3. Identify the element that cannot be detected by Lassaigne’s test.
a) Nitrogen
b) Fluorine
c) Sulfur
d) Phosphorous
Answer: b
Clarification: Fluorine cannot be detected by lassaigne’s test. Even though lassaigne’s test is used for the detection of halogens, all halogens except fluorine can be detected. This is because, in lassaigne’s test, the sodium extract is treated with silver nitrate. Only in the case of fluorine, the silver fluoride formed is soluble, unlike the others which is insoluble. Thus, the precipitate will not be formed and so, this method cannot be used for fluorine detection.

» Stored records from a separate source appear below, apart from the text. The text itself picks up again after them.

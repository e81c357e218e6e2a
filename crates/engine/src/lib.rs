//! Frame loop module.
//!
//! The controller owns the renderer for the whole run and performs exactly one
//! clear -> input -> rasterize -> serialize -> emit -> advance cycle per tick.
//! The pacer keeps ticks a fixed period apart. Everything runs on one thread.

pub mod controller;
pub mod pacer;

pub use tui_cube_core as core;
pub use tui_cube_input as input;
pub use tui_cube_term as term;
pub use tui_cube_types as types;

pub use controller::{run_loop, Controller};
pub use pacer::FramePacer;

4. Potassium can replace sodium in lassaigne’s test.
a) True
b) False
Answer: a
Clarification: Potassium, like sodium is electropositive in nature. In lassaigne’s test, the elements present in the compound are converted from their covalent form to their ionic form by fusing the compound with sodium metal. Since, potassium has similar characteristics of electro positivity as sodium and since potassium is highly reactive, it can be used instead of sodium in lassaigne’s test.
5. What is Lassaigne’s test extract called as?
a) Fusion extract
b) Sodium fusion extract
c) Lassaigne extract
d) Sodium extract
Answer: b
Clarification: Lassaigne’s test extract is called as sodium fusion extract. The cyanides, sulphides and halides of sodium will be formed. These will be extracted from the fused mass by boiling it with distilled water. Hence, the name of the extract is sodium fusion extract.
6. In the test for nitrogen, the sodium fusion extract is acidified with which of the following?
a) Dilute sulphuric acid
b) Dilute hydrochloric acid
c) Concentrated hydrochloric acid
d) Concentrated sulphuric acid
Answer: d
Clarification: In the test for nitrogen, sodium cyanide first reacts with iron (III) sulphate and forms sodium hexacyanoferrate (II). On heating with concentrated sulphuric acid, some iron (II) ions are oxidized to iron (III)ions which react with sodium hexacyanoferrate (II) to produce iron (III) hexacyanoferrate (II), which is Prussian blue in color. Moreover, nitrogen atoms are soluble in concentrated sulphuric acid.
7. What is the color of the precipitate obtained in the test for sulphur?
a) White
b) Black
c) Violent
d) Blue
Answer: b
Clarification: In the test for sulphur, the sodium fusion extract is acidified with acetic acid and lead acetate is added to it. Once this reaction takes place, a black precipitate is formed. This black precipitate is lead acetate, indicating the presence of sulphur.
8. In case of both nitrogen and sulphur existence, Prussian blue is still the color of the end product.
a) True
b) False
Answer: b
Clarification: In case, both nitrogen and sulphur are present in an organic compound, sodium thiocyanate is formed. The color formed is blood red and not Prussian blue. This is because, in this case, there are no free cyanide ions.
Na + C + N+ S → NaSCN
Fe3+ + SCN– → [Fe (SCN)] 2+ (blood red)
9. A X color precipitate, which is Y in ammonium hydroxide indicates presence of chlorine. Identify X and Y.
a) X = yellowish, Y = soluble
b) X = yellow, Y = insoluble
c) X = white, Y = insoluble
d) X = white, Y = soluble
Answer: d
Clarification: During the detection of chlorine, when the organic compound reacts with sodium, it forms sodium chloride. This sodium chloride gives the white precipitate of silver nitrate with silver nitrate solution. This white precipitate is also soluble in ammonium hydroxide.
10. Which is the oxidizing agent used in the test for phosphorous?
a) Hydrogen peroxide
b) Potassium nitrate
c) Sodium peroxide
d) Nitric acid
Answer: c
Clarification: The phosphorous present in the organic compound is oxidized to phosphate by the oxidizing agent sodium peroxide. This solution is then boiled with nitric acid and treated with ammonium molybdate. As a result, a yellow precipitate is formed, indicating the presence of phosphorous.